Wednesday 19 February 2014

Gold glisters

That rally has done well. The S&P 500 is almost all the way back to its all time high. My pull out on the 24th January was reasonably timely. I lost money on the way down but it could have been worse. My return on the 12th February was a bit late and I would have been better off staying in for the ride.



Three shares would have carried me through: CCM VIPS and DHRM. All three weathered the storm brilliantly. But how was I to know? You can't play this game using hindsight. You can ONLY make your decisions based on what's in front of you at the time. What I saw was a risk that all my recent profits could vanish and I played the 'better safe than sorry' card. It turned out to be the wrong one but it could have been otherwise. It's like paying your insurance premium, all that money down the drain year after year but one day the floods, or the big freeze may come.

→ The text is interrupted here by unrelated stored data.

//! Text chart backend: renders each surface as sparkline rows for terminals.

use crate::charts::binder::ChartDataset;
use crate::charts::registry::{ChartKind, ChartOptions, RenderBackend, SurfaceHandle};

const LEVELS: [char; 8] = ['▁', '▂', '▃', '▄', '▅', '▆', '▇', '█'];

/// Map a sample to a block character within the y-axis bounds.
fn level(value: f64, options: &ChartOptions) -> char {
    let span = options.y_max - options.y_min;
    if span <= 0.0 || !value.is_finite() {
        return LEVELS[0];
    }
    let ratio = ((value - options.y_min) / span).clamp(0.0, 1.0);
    LEVELS[((ratio * 7.0).round() as usize).min(7)]
}

pub fn sparkline(values: &[f64], options: &ChartOptions) -> String {
    values.iter().map(|&v| level(v, options)).collect()
}

/// Render a whole chart: title, one row per dataset, and the axis span.
pub fn render_frame(options: &ChartOptions, labels: &[String], datasets: &[ChartDataset]) -> String {
    let mut frame = format!("── {} ──\n", options.title);

    let width = datasets.iter().map(|d| d.label.len()).max().unwrap_or(0);
    for dataset in datasets {
        let latest = dataset
            .data
            .last()
            .map(|v| format!("{:5.1}", v))
            .unwrap_or_else(|| "    -".to_string());
        frame.push_str(&format!(
            "{:<width$} {} {}\n",
            dataset.label,
            latest,
            sparkline(&dataset.data, options),
            width = width
        ));
    }

    if let (Some(first), Some(last)) = (labels.first(), labels.last()) {
        frame.push_str(&format!("{} … {}\n", first, last));
    }

    frame
}

/// Handle holding the most recently rendered frame.
#[derive(Debug, Default)]
pub struct TextSurface {
    frame: String,
    redraws: usize,
    destroyed: bool,
}

impl TextSurface {
    pub fn frame(&self) -> &str {
        &self.frame
    }

    pub fn redraws(&self) -> usize {
        self.redraws
    }

    pub fn is_destroyed(&self) -> bool {
        self.destroyed
    }
}

impl SurfaceHandle for TextSurface {
    fn redraw(&mut self, options: &ChartOptions, labels: &[String], datasets: &[ChartDataset]) {
        self.frame = render_frame(options, labels, datasets);
        self.redraws += 1;
    }

    fn destroy(&mut self) {
        self.frame.clear();
        self.destroyed = true;
    }
}

#[derive(Debug, Default)]
pub struct TextBackend;

impl RenderBackend for TextBackend {
    type Handle = TextSurface;

    fn create_surface(&mut self, _container_id: &str, _kind: ChartKind, _options: &ChartOptions) -> TextSurface {
        TextSurface::default()
    }
}
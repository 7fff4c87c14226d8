use anyhow::{bail, Context, Result};

#[derive(Debug, Clone)]
pub struct Config {
    // Monitoring backend
    pub api_base_url: String,
    pub request_timeout_secs: u64,

    // Polling
    pub poll_interval_secs: u64,

    // UI
    pub preferences_file: String,
    pub language_override: Option<String>,
}

impl Config {
    pub fn from_env() -> Result<Self> {
        let api_base_url = std::env::var("MONITOR_API_URL")
            .unwrap_or_else(|_| "http://localhost:5000/api".to_string())
            .trim_end_matches('/')
            .to_string();

        if !api_base_url.starts_with("http://") && !api_base_url.starts_with("https://") {
            bail!("MONITOR_API_URL must be an http(s) URL, got '{}'", api_base_url);
        }

        let poll_interval_secs = match std::env::var("POLL_INTERVAL_SECS") {
            Ok(v) => v
                .parse()
                .with_context(|| format!("POLL_INTERVAL_SECS is not a number: '{}'", v))?,
            Err(_) => 10,
        };
        if poll_interval_secs == 0 {
            bail!("POLL_INTERVAL_SECS must be at least 1");
        }

        Ok(Self {
            api_base_url,
            request_timeout_secs: std::env::var("REQUEST_TIMEOUT_SECS")
                .ok()
                .and_then(|v| v.parse().ok())
                .unwrap_or(10),

            poll_interval_secs,

            preferences_file: std::env::var("PREFERENCES_FILE")
                .unwrap_or_else(|_| "data/preferences.json".to_string()),
            language_override: std::env::var("DASHBOARD_LANGUAGE")
                .ok()
                .filter(|v| !v.trim().is_empty()),
        })
    }

    /// Root URL of the backend service (the API base without `/api`).
    pub fn service_root_url(&self) -> &str {
        self.api_base_url
            .strip_suffix("/api")
            .unwrap_or(&self.api_base_url)
    }
}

Now I'm climbing back on board the train to riches (Ha-ha. If only. I am still shovelling manure, but I continue to make progress and my losses are diminishing). Now the balance of my portfolio is much changed. Working my way through selection criteria to find the ones which currently generate the best profits (Uniserches in Vector Vest terminology) brought that change in emphasis about. I find the best performing selectors are throwing up mining, and especially gold shares and that is where my new buys are concentrated.

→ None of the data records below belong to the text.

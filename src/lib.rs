//! # Kiosk
//!
//! Kiosk is an MCP (Model Context Protocol) server for Jira Service Management.
//!
//! It exposes service desk operations as MCP tools, so AI assistants can list
//! service desks and request types, manage organizations, raise customer
//! requests, and edit issue fields.
//!
//! ## Architecture
//!
//! - [`config`] - Configuration loading from environment variables
//! - [`error`] - Error types and tool response formatting
//! - [`desk_client`] - HTTP client for the Service Desk REST API
//! - [`server`] - MCP server implementation with tool routing
//! - [`models`] - Wire types for API requests and list envelopes
//! - [`tools`] - Tool input parameter structs and parsing helpers
//!
//! ## Configuration
//!
//! - `JIRA_URL`: Base URL of the Jira site
//! - `JIRA_USERNAME` + `JIRA_API_TOKEN`, or `JIRA_PERSONAL_TOKEN`
//!
//! Optional:
//! - `JIRA_DEFAULT_SERVICE_DESK_ID`: Used when a tool call omits `service_desk_id`
//! - `READ_ONLY_MODE`: Disables write tools
//! - `JIRA_SSL_VERIFY`: Set to `false` to skip TLS verification
//! - `RUST_LOG`: Log level (e.g., `kiosk=debug`)
//!
//! ## Example
//!
//! Using the [`DeskClient`](desk_client::DeskClient) directly:
//!
//! ```ignore
//! use kiosk::config::Config;
//! use kiosk::desk_client::DeskClient;
//!
//! async fn example() -> Result<(), kiosk::error::KioskError> {
//!     let config = Config::from_env()?;
//!     let client = DeskClient::new(&config)?;
//!
//!     for desk in client.get_service_desks().await? {
//!         println!("{} {}", desk["id"], desk["projectName"]);
//!     }
//!
//!     Ok(())
//! }
//! ```

#![warn(missing_docs)]
#![warn(rustdoc::missing_crate_level_docs)]

pub mod config;
pub mod desk_client;
pub mod error;
pub mod models;
pub mod server;
pub mod tools;
//! Parsing steps for string-encoded tool parameters.
//!
//! Tools receive some structured values as strings (comma-separated
//! usernames, JSON objects). These helpers turn them into native values
//! and report failure as `KioskError` values the caller inspects before
//! making any outbound call.

use serde_json::{Map, Value};

use crate::error::KioskError;

/// Splits a comma-separated username list, trimming entries and dropping
/// empty ones.
///
/// # Errors
///
/// Returns `KioskError::NoUsernames` if nothing is left after filtering.
pub fn parse_usernames(raw: &str) -> Result<Vec<String>, KioskError> {
    let usernames: Vec<String> = raw
        .split(',')
        .map(str::trim)
        .filter(|s| !s.is_empty())
        .map(str::to_string)
        .collect();

    if usernames.is_empty() {
        return Err(KioskError::NoUsernames);
    }
    Ok(usernames)
}

/// Parses a JSON string that must hold an object.
///
/// # Arguments
///
/// * `field` - Parameter name, used in the error message
/// * `raw` - The JSON text
///
/// # Errors
///
/// Returns `KioskError::InvalidJson` for malformed JSON or a non-object value.
pub fn parse_json_object(field: &'static str, raw: &str) -> Result<Map<String, Value>, KioskError> {
    match serde_json::from_str::<Value>(raw) {
        Ok(Value::Object(map)) => Ok(map),
        Ok(other) => Err(KioskError::invalid_json(
            field,
            format!("expected a JSON object, got {}", json_type_name(&other)),
        )),
        Err(e) => Err(KioskError::invalid_json(field, e)),
    }
}

fn json_type_name(value: &Value) -> &'static str {
    match value {
        Value::Null => "null",
        Value::Bool(_) => "a boolean",
        Value::Number(_) => "a number",
        Value::String(_) => "a string",
        Value::Array(_) => "an array",
        Value::Object(_) => "an object",
    }
}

Mining shares are doing very well for me. They are up 9.1%  in three trading days. In contrast I bought some China shares at the same time which have risen by 1.6% (that includes losses on SMI which came in with bad results, tanked, and which I have ditched). The mixed bag of shares in other sectors has also treated me kindly even though I had to throw out TBI which dropped 15%. The star of this group was SYMX which made 70% in two days!!! That was a profit which I took straight away.

China's economic miracle 


Last night I watched a TV program about economic growth in China. The thrust of the analysis was that China had survived the 2008 world financial crisis by spending massively on infrastructure. And the costs are funded by unsustainable bank borrowing. (Sounds like Keynes to me)  The program predicted it would all end in tears. But the presenter, Robert Peston, did not make clear whether China's massive build up in debt was any worse than that generated by unprecedented money printing which has held Western economies together since the financial crash.  Nor did it comment on the fact that infrastructure is forever while money printing generates no future gains. Just think of how we still enjoy the fruits of Victorian infrastructure spending.

I keep an open mind on the subject and watch sentiment by observing where money is moving. The revival in the gold price suggests that the flirtation with politically created currencies may be over. The lustre has come off Chinese shares so I am moving my cash elsewhere too, but I expect I will be back.

Currency woes


One final point to mention. The Pound Sterling continues to strengthen against the US $ so my profits on the US market are being made against a prevailing wind. And still those US profits come (6.1% in three days), while my UK portfolio struggles (<1%).